Equally unexpected, Archie would find the moment of reprieve he’d wanted. For the first time in days, his mind went blank with sheer perplexity. The question eclipsed emotion, for just one moment.
Where had Nan gone?

He hurried down the stairs to the street. Walked quickly, his breath coming out in gusts. Willing his hands not to rise and cover his face. Any tears in his eyes could be explained away by the cold. Miles away in Harrogate, I wasn’t thinking of Archie. Hardly a bit. Hardly at all.

While he was thinking: How peculiar, and what has precipitated this? The Age of Disappearing Women.

The age of disappearing women did not begin with Agatha Christie. It had begun long before Agatha hopped into a car and motored away from Newlands Corner with Finbarr. And it would continue for quite a bit longer. We disappeared from schools. From our hometowns. From our families and our jobs. One day we would be going about our business, sitting in class, or laughing with friends, or walking hand in hand with a beau. Then, poof.

What ever happened to that girl? Don’t you remember her? Where did she go?

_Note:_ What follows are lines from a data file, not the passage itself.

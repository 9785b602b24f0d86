//! Counter events → counters named after the event.

use super::{workload_labels, Transform};
use crate::core::{ExporterError, Result};
use crate::events::{EventPayload, WorkloadEvent};
use crate::metrics::{label, Metric};

#[derive(Debug, Default, Clone, Copy)]
pub struct CounterEventTransform;

impl Transform for CounterEventTransform {
    fn transform(&self, event: &WorkloadEvent) -> Result<Vec<Metric>> {
        let EventPayload::CounterEvent(counter) = &event.envelope.payload else {
            return Err(ExporterError::transform(format!(
                "expected counter_event, got {}",
                event.kind()
            )));
        };

        if counter.name.is_empty() {
            return Err(ExporterError::transform(format!(
                "counter event without a name from {}",
                event.workload.guid
            )));
        }

        let delta = i64::try_from(counter.delta).map_err(|_| {
            ExporterError::transform(format!(
                "counter '{}' delta {} out of range",
                counter.name, counter.delta
            ))
        })?;

        // Counter events are not tied to an instance.
        let mut labels = workload_labels(&event.workload, 0);
        labels.remove(label::INSTANCE);

        Ok(vec![Metric::counter(counter.name.clone(), delta).with_labels(&labels)])
    }
}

In America we went to Florence Crittenton homes. In England to Clark’s House, or any of the various homes run mostly
by the Anglican Church. In Australian hospitals, babies were taken from mothers who were drugged, incapacitated, unwilling. And, of course, some of us didn’t go anywhere at all. We bled to death on butchers’ tables. We jumped off bridges.

The age of disappearing women
. It had been going on forever. Thousands of us vanished, with not a single police officer searching. Not a word from the newspapers. Only our long absences and quiet returns. If we ever returned at all.